The increasingly popular spiral router bits borrow technology from the metalworking industry. Spiral bits look like drill bits and are most often made of solid carbide, so they are super sharp and leave a superior cut on wood. Two flutes ground around the body of a spiral bit smooth vibration by spreading the cutting action over a longer edge. With their drill-like point, spiral bits are also better for plunge-cutting. All of these advantages also mean less wear and tear on the router, but don’t throw out all of your old straight bits just yet. 

The new solid-carbide spiral bits come with some disadvantages. The first is that the cutters are expensive. A typical solid-carbide spiral bit is likely to cost at least $50. A similarly sized straight bit with carbide-tipped cutters will run somewhere in the range of $7 to $23.With a cost differential that large, you will want to know what you are going to do with this bit and that you will use it often enough to get your money’s worth. To highlight other differences, let’s compare the qualities of spiral bits and straight bits. 

Both Spiral and Straight Bits Have “Plunge-Ability”

You can plunge with both types of bits, so they’ll both work for, say cutting mortises. But because most spiral bits are ground on the tip end of the flute, somewhat like a drill, you can plunge straight down as far as you like, without stopping.You can’t really plunge any deeper than about 1/8 in. with a typical straight bit. Inspect the end, and you’ll see why (see the photo at left). On most straight bits there is a space above the web, between the cutters, where no cutting takes place during a straight plunge because there is no cutter overlap. Chuck a straight bit into your drill press and plunge it into a piece of wood. After about 3/32 in., the middle of the bit bottoms out. To go any farther, the bit has to abrade the wood away in this middle area.

This doesn’t mean you can’t cut mortises or plunge with a straight bit. You just have to sweep the router while you are plunging. You should probably cut mortises in passes not much deeper than 1/8 in. anyway, but with a straight bit, such shallow passes are just about a must. 

Spiral Bits      

ADVANTAGES

•        Very clean cut 

•        More cutter in wood means less vibration

•        Better plunge-cutting

•        Less wear and tear on router

•        Direct chips up or down 

DISADVANTAGES      

•        Limited lengths and diameters

•        Can be somewhat risky to use

Straight Bits

ADVANTAGES

•        Wide variety of lengths and diameters

•        Guide bearings on tip or shank mean better template routing

•        Less expensive 

•        Greater ability to resharpen 

DISADVANTAGE

•        Plunge-cutting requires more effort and skill 

THERE’S NO CLEAR WINNER.    Solid-carbide spiral bits are becoming increasingly popular because they make a very clean cut. But they have many limitations compared to the straight bits that have been popular for years. 

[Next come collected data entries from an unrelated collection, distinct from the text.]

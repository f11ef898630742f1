use crate::backup;
use crate::db;
use crate::ipc::error::{err, ok};
use crate::ipc::types::{AppState, Request};
use serde_json::json;
use std::path::PathBuf;

fn csv_quote(s: &str) -> String {
    if s.contains(',') || s.contains('"') || s.contains('\n') || s.contains('\r') {
        format!("\"{}\"", s.replace('"', "\"\""))
    } else {
        s.to_string()
    }
}

fn bundle_error_code(message: &str) -> &'static str {
    if message.contains("digest mismatch") {
        "bundle_digest_mismatch"
    } else if message.contains("unsupported bundle format") {
        "bundle_format_unsupported"
    } else {
        "io_failed"
    }
}

fn handle_backup_export_workspace_bundle(state: &mut AppState, req: &Request) -> serde_json::Value {
    let out_path = match req.params.get("outPath").and_then(|v| v.as_str()) {
        Some(v) if !v.trim().is_empty() => v.trim().to_string(),
        _ => return err(&req.id, "bad_params", "missing outPath", None),
    };
    let workspace_path = req
        .params
        .get("workspacePath")
        .and_then(|v| v.as_str())
        .map(PathBuf::from)
        .or_else(|| state.workspace.clone());
    let Some(workspace_path) = workspace_path else {
        return err(&req.id, "no_workspace", "select a workspace first", None);
    };

    if let Some(conn) = state.db.as_ref() {
        let _ = conn.execute_batch("PRAGMA wal_checkpoint(FULL)");
    }

    let out = PathBuf::from(&out_path);
    let export = match backup::export_workspace_bundle(&workspace_path, &out) {
        Ok(v) => v,
        Err(e) => {
            return err(
                &req.id,
                "io_failed",
                e.to_string(),
                Some(json!({ "path": out_path })),
            )
        }
    };

    ok(
        &req.id,
        json!({
            "ok": true,
            "path": out_path,
            "bundleFormat": export.bundle_format,
            "entryCount": export.entry_count,
            "dbSha256": export.db_sha256
        }),
    )
}

fn handle_backup_import_workspace_bundle(state: &mut AppState, req: &Request) -> serde_json::Value {
    let in_path = match req.params.get("inPath").and_then(|v| v.as_str()) {
        Some(v) if !v.trim().is_empty() => v.trim().to_string(),
        _ => return err(&req.id, "bad_params", "missing inPath", None),
    };
    let workspace_path = req
        .params
        .get("workspacePath")
        .and_then(|v| v.as_str())
        .map(PathBuf::from)
        .or_else(|| state.workspace.clone());
    let Some(workspace_path) = workspace_path else {
        return err(&req.id, "no_workspace", "select a workspace first", None);
    };

    let src = PathBuf::from(&in_path);
    if !src.is_file() {
        return err(
            &req.id,
            "not_found",
            "bundle file not found",
            Some(json!({ "path": in_path })),
        );
    }
    if let Err(e) = std::fs::create_dir_all(&workspace_path) {
        return err(
            &req.id,
            "io_failed",
            e.to_string(),
            Some(json!({ "path": workspace_path.to_string_lossy() })),
        );
    }

    // Drop open handle before replacing file.
    state.db = None;

    let import = match backup::import_workspace_bundle(&src, &workspace_path) {
        Ok(v) => v,
        Err(e) => {
            let message = e.to_string();
            let code = bundle_error_code(&message);
            // The old database file is untouched on failure; reopen it.
            if let Ok(conn) = db::open_db(&workspace_path) {
                state.db = Some(conn);
            }
            return err(
                &req.id,
                code,
                message,
                Some(json!({ "path": src.to_string_lossy() })),
            );
        }
    };

    match db::open_db(&workspace_path) {
        Ok(conn) => {
            state.workspace = Some(workspace_path.clone());
            state.db = Some(conn);
            ok(
                &req.id,
                json!({
                    "ok": true,
                    "workspacePath": workspace_path.to_string_lossy(),
                    "bundleFormatDetected": import.bundle_format_detected
                }),
            )
        }
        Err(e) => err(&req.id, "db_open_failed", e.to_string(), None),
    }
}

/// Chain-of-custody export for one batch: every transfer, oldest first, in
/// a shape auditors can file.
fn handle_exchange_export_transfers_csv(
    state: &mut AppState,
    req: &Request,
) -> serde_json::Value {
    let Some(conn) = state.db.as_ref() else {
        return err(&req.id, "no_workspace", "select a workspace first", None);
    };
    let session_id = match req.params.get("sessionId").and_then(|v| v.as_str()) {
        Some(v) => v.to_string(),
        None => return err(&req.id, "bad_params", "missing sessionId", None),
    };
    let out_path = match req.params.get("outPath").and_then(|v| v.as_str()) {
        Some(v) if !v.trim().is_empty() => v.trim().to_string(),
        _ => return err(&req.id, "bad_params", "missing outPath", None),
    };

    let mut stmt = match conn.prepare(
        "SELECT es.batch_qr_code, es.course_code,
                uf.name, ut.name,
                t.exams_expected, t.exams_received, t.status,
                t.requested_at, t.confirmed_at,
                t.discrepancy_note, t.resolution_note
         FROM batch_transfers t
         JOIN exam_sessions es ON es.id = t.exam_session_id
         JOIN users uf ON uf.id = t.from_handler_id
         JOIN users ut ON ut.id = t.to_handler_id
         WHERE t.exam_session_id = ?
         ORDER BY t.requested_at, t.id",
    ) {
        Ok(s) => s,
        Err(e) => return err(&req.id, "db_query_failed", e.to_string(), None),
    };
    let rows = stmt
        .query_map([&session_id], |r| {
            Ok((
                r.get::<_, String>(0)?,
                r.get::<_, String>(1)?,
                r.get::<_, String>(2)?,
                r.get::<_, String>(3)?,
                r.get::<_, i64>(4)?,
                r.get::<_, Option<i64>>(5)?,
                r.get::<_, String>(6)?,
                r.get::<_, String>(7)?,
                r.get::<_, Option<String>>(8)?,
                r.get::<_, Option<String>>(9)?,
                r.get::<_, Option<String>>(10)?,
            ))
        })
        .and_then(|it| it.collect::<Result<Vec<_>, _>>());
    let rows = match rows {
        Ok(v) => v,
        Err(e) => return err(&req.id, "db_query_failed", e.to_string(), None),
    };

    let mut csv = String::from(
        "batch_qr_code,course_code,from_handler,to_handler,exams_expected,exams_received,status,requested_at,confirmed_at,discrepancy_note,resolution_note\r\n",
    );
    let count = rows.len();
    for (
        batch_qr_code,
        course_code,
        from_name,
        to_name,
        expected,
        received,
        status,
        requested_at,
        confirmed_at,
        discrepancy_note,
        resolution_note,
    ) in rows
    {
        csv.push_str(&format!(
            "{},{},{},{},{},{},{},{},{},{},{}\r\n",
            csv_quote(&batch_qr_code),
            csv_quote(&course_code),
            csv_quote(&from_name),
            csv_quote(&to_name),
            expected,
            received.map(|v| v.to_string()).unwrap_or_default(),
            csv_quote(&status),
            csv_quote(&requested_at),
            csv_quote(confirmed_at.as_deref().unwrap_or("")),
            csv_quote(discrepancy_note.as_deref().unwrap_or("")),
            csv_quote(resolution_note.as_deref().unwrap_or(""))
        ));
    }

    if let Err(e) = std::fs::write(&out_path, csv) {
        return err(
            &req.id,
            "io_failed",
            e.to_string(),
            Some(json!({ "outPath": out_path })),
        );
    }

    ok(&req.id, json!({ "outPath": out_path, "rows": count }))
}

pub fn try_handle(state: &mut AppState, req: &Request) -> Option<serde_json::Value> {
    match req.method.as_str() {
        "backup.exportWorkspaceBundle" => Some(handle_backup_export_workspace_bundle(state, req)),
        "backup.importWorkspaceBundle" => Some(handle_backup_import_workspace_bundle(state, req)),
        "exchange.exportTransfersCsv" => Some(handle_exchange_export_transfers_csv(state, req)),
        _ => None,
    }
}
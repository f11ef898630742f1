use chrono::Utc;
use rusqlite::Connection;
use uuid::Uuid;

/// Append one audit row. Callers inside a transaction pass the transaction
/// connection so the row commits or rolls back with the mutation it records.
pub fn record(
    conn: &Connection,
    actor_id: Option<&str>,
    action: &str,
    entity_type: &str,
    entity_id: Option<&str>,
    details: Option<serde_json::Value>,
) -> anyhow::Result<()> {
    let details_text = match details {
        Some(v) => Some(serde_json::to_string(&v)?),
        None => None,
    };
    conn.execute(
        "INSERT INTO audit_log(id, actor_id, action, entity_type, entity_id, details, created_at)
         VALUES(?, ?, ?, ?, ?, ?, ?)",
        (
            Uuid::new_v4().to_string(),
            actor_id,
            action,
            entity_type,
            entity_id,
            details_text,
            Utc::now().to_rfc3339(),
        ),
    )?;
    Ok(())
}

/// Append to the pollable event outbox. Clients consume these with
/// events.poll instead of a push socket.
pub fn emit_event(conn: &Connection, kind: &str, payload: serde_json::Value) -> anyhow::Result<()> {
    conn.execute(
        "INSERT INTO events(kind, payload, created_at) VALUES(?, ?, ?)",
        (
            kind,
            serde_json::to_string(&payload)?,
            Utc::now().to_rfc3339(),
        ),
    )?;
    Ok(())
}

This article is excerpted from The New Best of Fine Woodworking Working With Routers. 

All spiral bits make clean cuts. This veneered plywood shows the effects of the three types of spiral bits on the top and bottom edges.

Spiral Bits Leave a Clean Edge

The three basic cutter configurations for spiral bits are up-cut, down-cut, and a combination of the two, known as a compression bit. ... A down-cut bit sends the chips downward; an up-cut bit sends them up to ward the shank. (On a router table, all direc-tions are reversed.)

Besides directing the chips, the advantages of these configurations are best illustrated by the quality of cut, especially on veneered plywood (see the photos above).A down-cut bit will leave a clean edge on top but a ragged edge on the bottom; an up-cut bit will accomplish the opposite. This is great until you want to cut a dado with no tearout on the face. A down-cut bit will leave a clean top edge, but it sends the chips downward, into the dado where they have no place to go.You can make this cut, but you have to take it slower than usual to give the chips a chance to clear.

For woodworkers who work with A-grade veneers on both sides of the stock and must have a clean edge top, bottom, and middle, the compression bit is a good choice. It has an up-cut configuration on the tip of the bit and a down-cut spiral ground on the shank. By lining up the bit just right, you can get a superior edge across the entire thickness of the wood.This virtuosity comes at a hefty price:A typical compression bit will cost about $90. 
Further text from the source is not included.